Seven strikes a day is not going to accomplish anything, especially with no troops on the ground, and thus no search-and-rescue capability in the event planes go down, as Lieutenant al-Kasaebeh’s did. With no prospect of winning, and with a high potential of losing pilots and agitating the rambunctious Islamists in their own populations, why would these countries continue to participate?
Why, indeed. Which means either Jordan follows through on its vow of all-out war against ISIS and loses, or their bluff is called in the absence of Red Barry moving this vaunted "coalition" out of the realm of the fictional to "[BLEEP] just got real" and they do what they have to do to have a chance of the Hashemite kingdom surviving - which is to say, drop out:
Jordan has no intention of getting into a land war the king knows he cannot win without U.S. forces leading the way. But the Islamic State does not need to lure Jordan into a land war in order to destabilize the country — it is already doing plenty of that by intensifying the Syrian refugee crisis, sending Jordanians back home from Syria as trained jihadists, and trying to assassinate Abdullah.

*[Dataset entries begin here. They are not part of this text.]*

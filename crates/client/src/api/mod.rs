//! Typed endpoint modules.
//!
//! Each module wraps a clone of the shared [`ApiClient`] and exposes one method
//! per backend route. [`MarketplaceApi`] hands them out.
//!
//! ```rust,ignore
//! let api = MarketplaceApi::new(ApiClientConfig::from_env().with_token_provider(read_token))?;
//! let booking = api.bookings().get_booking("42").await?;
//! ```

pub mod auth;
pub mod bookings;
pub mod community;
pub mod expenses;
pub mod favorites;
pub mod help;
pub mod locations;
pub mod loyalty;
pub mod messages;
pub mod notifications;
pub mod payments;
pub mod referral;
pub mod reviews;
pub mod services;
pub mod specialists;
pub mod users;

use marketplace_shared::{ApiError, ApiResponse, UploadedFile};

use crate::api_client::{ApiClient, FileUpload};
use crate::config::ApiClientConfig;

pub use auth::AuthApi;
pub use bookings::BookingsApi;
pub use community::CommunityApi;
pub use expenses::ExpensesApi;
pub use favorites::FavoritesApi;
pub use help::HelpApi;
pub use locations::LocationsApi;
pub use loyalty::LoyaltyApi;
pub use messages::MessagesApi;
pub use notifications::NotificationsApi;
pub use payments::PaymentsApi;
pub use referral::ReferralApi;
pub use reviews::ReviewsApi;
pub use services::ServicesApi;
pub use specialists::SpecialistsApi;
pub use users::UsersApi;

/// Percent-encode one path segment.
pub(crate) fn segment(value: &str) -> String {
    urlencoding::encode(value).into_owned()
}

/// Entry point handing out the endpoint modules over one shared client.
#[derive(Debug, Clone)]
pub struct MarketplaceApi {
    client: ApiClient,
}

impl MarketplaceApi {
    pub fn new(config: ApiClientConfig) -> Result<Self, ApiError> {
        Ok(Self::from_client(ApiClient::new(config)?))
    }

    pub fn from_client(client: ApiClient) -> Self {
        Self { client }
    }

    pub fn client(&self) -> &ApiClient {
        &self.client
    }

    pub fn auth(&self) -> AuthApi {
        AuthApi::new(self.client.clone())
    }

    pub fn bookings(&self) -> BookingsApi {
        BookingsApi::new(self.client.clone())
    }

    pub fn services(&self) -> ServicesApi {
        ServicesApi::new(self.client.clone())
    }

    pub fn users(&self) -> UsersApi {
        UsersApi::new(self.client.clone())
    }

    pub fn specialists(&self) -> SpecialistsApi {
        SpecialistsApi::new(self.client.clone())
    }

    pub fn reviews(&self) -> ReviewsApi {
        ReviewsApi::new(self.client.clone())
    }

    pub fn payments(&self) -> PaymentsApi {
        PaymentsApi::new(self.client.clone())
    }

    pub fn notifications(&self) -> NotificationsApi {
        NotificationsApi::new(self.client.clone())
    }

    pub fn messages(&self) -> MessagesApi {
        MessagesApi::new(self.client.clone())
    }

    pub fn community(&self) -> CommunityApi {
        CommunityApi::new(self.client.clone())
    }

    pub fn loyalty(&self) -> LoyaltyApi {
        LoyaltyApi::new(self.client.clone())
    }

    pub fn favorites(&self) -> FavoritesApi {
        FavoritesApi::new(self.client.clone())
    }

    pub fn referral(&self) -> ReferralApi {
        ReferralApi::new(self.client.clone())
    }

    pub fn help(&self) -> HelpApi {
        HelpApi::new(self.client.clone())
    }

    pub fn locations(&self) -> LocationsApi {
        LocationsApi::new(self.client.clone())
    }

    pub fn expenses(&self) -> ExpensesApi {
        ExpensesApi::new(self.client.clone())
    }

    /// Generic upload endpoint used for avatars, portfolio images and receipts.
    pub async fn upload(
        &self,
        file: FileUpload,
        purpose: Option<&str>,
    ) -> Result<ApiResponse<Vec<UploadedFile>>, ApiError> {
        self.client.upload_file("/files/upload", file, purpose).await
    }
}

It is, in other words, another win-win for the Islamic State. Either the Jordanians commit suicide and their territory falls into their lap, bringing them to Israel's strategic doorstep, or Obama's "coalition" is even further exposed for the fraud it is and has always been.
Which brings us to what has always been the core point: "multilateralism" is nothing but an Obamunist excuse for its complete disinclination to resist America's enemies. The only way to resist America's enemies is for the United States to lead, period; not from "behind," which is an oxymoron, but from the front. To resume being, and acting like, the benevolent global hegemon, the global superpower, that we used to be.
It isn't about Jordan, in short, it's about America:
We know from experience that when jihadists have safe havens, they attack the United States. They now have more safe havens than they've ever had before — not just because of what the Islamic State has accomplished in what used to be Syria and Iraq (the map of the Middle East needs updating) but because of what al-Qaeda has done there and in North Africa, what the Taliban and al-Qaeda are doing in Afghanistan, and so on.
If we understand, as we by now should, what these safe havens portend, then we must grasp that the Islamic State, al-Qaeda, and the global jihad constitute a threat to American national security. That they also (and more immediately) threaten Arab Islamic countries is true, but it is not close to being our top concern. Ensuring our security is a concern that could not be responsibly delegated to other countries even if they had formidable armed forces — which the “coalition” countries do not.
The Islamic State and al-Qaeda are our problem.
But remember the Obama Doctrine, folks:
Every last member of this "coalition" would be well advised to head for the exits as quickly as possible, Jordan included. Because whatever backs Barack Obama may or may not have, it sure as shinola isn't theirs.